The school at 4450 Friendship Road in South Hall is now an official wellness school of choice, meaning that students from outside the Friendship attendance zone can attend the school and take part in its new emphasis.
"We're still going to teach reading, writing and arithmetic ... but we're trying to improve our academics through wellness," principal Berry Walton said after the meeting.
"A stronger body correlates to a stronger mind."
Related to that move, the Hall school board also approved a contract with UnitedHealth Group, a national health care company, to serve as a pilot system in a new wellness initiative to combat childhood obesity.
The contract runs through Dec. 31 but contains a renewal clause that would extend the partnership through June 1, 2012, unless either the school system or UnitedHealth objects within a certain time frame, said Gordon Higgins, school system spokesman.
"The money they're contributing right now is to increase the hours of school nurses," Walton said.

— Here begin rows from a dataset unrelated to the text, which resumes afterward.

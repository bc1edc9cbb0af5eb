//! Display formatting of canonical names
//!
//! A pure string transform: `gene or gene product` as a class renders as
//! `biolink:GeneOrGeneProduct`, `related to` as a slot as
//! `biolink:related_to`. No schema lookups happen here; the style of each
//! element is decided once when the index is built.

use biolink_toolkit_core::{config::NamingConfig, name::ElementName, types::Element};
use convert_case::{Case, Casing};

/// How an element's name is rendered
#[derive(Debug, Clone, Copy, PartialEq, Eq, Hash)]
pub enum DisplayStyle {
    /// Prefixed `PascalCase` (classes and enums)
    Class,
    /// Prefixed `snake_case`
    Slot,
    /// Prefixed `PascalCase` for types defined by the model itself
    Type,
    /// Type prefix and `PascalCase`, for types of the metamodel
    MetaType,
}

impl DisplayStyle {
    /// Style for an element under the given naming configuration
    #[must_use]
    pub fn of(element: &Element, naming: &NamingConfig) -> Self {
        match element {
            Element::Class(_) | Element::Enum(_) => Self::Class,
            Element::Slot(_) => Self::Slot,
            Element::Type(_) => {
                let meta = element
                    .from_schema()
                    .is_some_and(|schema| naming.metatype_schemas.iter().any(|m| m == schema));
                if meta { Self::MetaType } else { Self::Type }
            }
        }
    }
}

/// Stateless name formatter
#[derive(Debug, Clone, PartialEq, Eq)]
pub struct DisplayFormatter {
    prefix: String,
    type_prefix: String,
}

impl DisplayFormatter {
    /// Formatter using the configured prefixes
    #[must_use]
    pub fn new(naming: &NamingConfig) -> Self {
        Self {
            prefix: naming.prefix.clone(),
            type_prefix: naming.type_prefix.clone(),
        }
    }

    /// Render a canonical name in the given style
    #[must_use]
    pub fn format(&self, name: &ElementName, style: DisplayStyle) -> String {
        match style {
            DisplayStyle::Class | DisplayStyle::Type => {
                format!("{}:{}", self.prefix, pascal(name.as_str()))
            }
            DisplayStyle::Slot => format!("{}:{}", self.prefix, snake(name.as_str())),
            DisplayStyle::MetaType => format!("{}:{}", self.type_prefix, pascal(name.as_str())),
        }
    }
}

/// `PascalCase` over whitespace and underscores
///
/// Words already carrying capitals (`RNA`, `DirectionQualifierEnum`) keep
/// them, so `RNA product` renders as `RNAProduct`.
fn pascal(name: &str) -> String {
    words(name)
        .map(|word| {
            if word.chars().any(char::is_uppercase) {
                let mut chars = word.chars();
                chars
                    .next()
                    .map(|first| first.to_uppercase().chain(chars).collect())
                    .unwrap_or_default()
            } else {
                word.to_case(Case::Pascal)
            }
        })
        .collect()
}

fn snake(name: &str) -> String {
    words(name)
        .map(|word| word.from_case(Case::Lower).to_case(Case::Snake))
        .collect::<Vec<_>>()
        .join("_")
}

fn words(name: &str) -> impl Iterator<Item = &str> {
    name.split(|c: char| c == '_' || c.is_whitespace())
        .filter(|word| !word.is_empty())
}

impl Default for DisplayFormatter {
    fn default() -> Self {
        Self::new(&NamingConfig::default())
    }
}
//! Canonical element names and the lookup keys derived from them
//!
//! An [`ElementName`] is the name exactly as the schema stores it
//! ("named thing", "RNA product"). Raw user input and display strings are
//! plain `String`s; the only ways between the two are name resolution and
//! display formatting.

use serde::{Deserialize, Serialize};
use std::borrow::Borrow;
use std::fmt;
use std::sync::Arc;

/// Canonical, unformatted name of a schema element
///
/// Cheap to clone; the text is shared.
#[derive(Debug, Clone, PartialEq, Eq, Hash, PartialOrd, Ord, Serialize, Deserialize)]
#[serde(transparent)]
pub struct ElementName(Arc<str>);

impl ElementName {
    /// Wrap a canonical name
    #[must_use]
    pub fn new(name: impl AsRef<str>) -> Self {
        Self(Arc::from(name.as_ref()))
    }

    /// Borrow the canonical text
    #[must_use]
    pub fn as_str(&self) -> &str {
        &self.0
    }

    /// Lookup key with case, underscores and repeated whitespace folded away
    #[must_use]
    pub fn folded_key(&self) -> String {
        fold_key(&self.0)
    }
}

impl fmt::Display for ElementName {
    fn fmt(&self, f: &mut fmt::Formatter<'_>) -> fmt::Result {
        f.write_str(&self.0)
    }
}

impl AsRef<str> for ElementName {
    fn as_ref(&self) -> &str {
        &self.0
    }
}

impl Borrow<str> for ElementName {
    fn borrow(&self) -> &str {
        &self.0
    }
}

impl PartialEq<str> for ElementName {
    fn eq(&self, other: &str) -> bool {
        &*self.0 == other
    }
}

impl PartialEq<&str> for ElementName {
    fn eq(&self, other: &&str) -> bool {
        &*self.0 == *other
    }
}

impl From<&str> for ElementName {
    fn from(name: &str) -> Self {
        Self::new(name)
    }
}

impl From<String> for ElementName {
    fn from(name: String) -> Self {
        Self(Arc::from(name))
    }
}

/// Fold a name for case- and separator-insensitive lookup
///
/// Lowercases, treats `_` as a space, trims and collapses whitespace runs:
/// `"RNA Product"`, `"rna_product"` and `" rna  product "` all fold to
/// `"rna product"`.
#[must_use]
pub fn fold_key(input: &str) -> String {
    input
        .split(|c: char| c == '_' || c.is_whitespace())
        .filter(|part| !part.is_empty())
        .map(str::to_lowercase)
        .collect::<Vec<_>>()
        .join(" ")
}

/// Fold a name down to its lowercase alphanumeric characters
///
/// Lets display forms such as `GeneOrGeneProduct`, `related_to` or
/// `NonCodingRna` find "non-coding RNA" and friends again.
#[must_use]
pub fn compact_key(input: &str) -> String {
    input
        .chars()
        .filter(|c| c.is_alphanumeric())
        .flat_map(char::to_lowercase)
        .collect()
}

"That's first and foremost, so nurses can get involved with this wellness concept as well — not only in our school but in the entire system."
Friendship kicked off its health program in January.
"We have broken our day into thirds," Walton said. "We have activities in the morning, during the day and after school. ... Our goal is for our kids to be moving 60 minutes a day, from the time they get up to the time they go to bed."
The school has some "workout sessions" before school Tuesdays and Thursdays.
Also, "we have an exercise of the week, so sometime during the day, the teachers are to use that exercise in their classroom," Walton said.
"Our next goal is, starting in the fall, to have exercises in the afternoon, when I'd like to bring in karate, gymnastics and dance studios and provide after-school services in our building."
The school also is looking at nutritional concerns, although "we can't do a whole lot about our food services," Walton said. "I know that group is looking very closely into foods they offer and calorie intake.
"The big thing for us the paradigm shift — bringing in healthier snacks. What we're trying to get our parents to understand is ... bring a cupcake in but not with three inches of icing on it."
As far as whether to change the school's name - as many schools retooling their focus have done — "we're in the process of trying to figure out what we want to do," Walton said.
For now, the current name appears set.
"We want to get (the school of choice) up and going before we come out with another name," the principal said.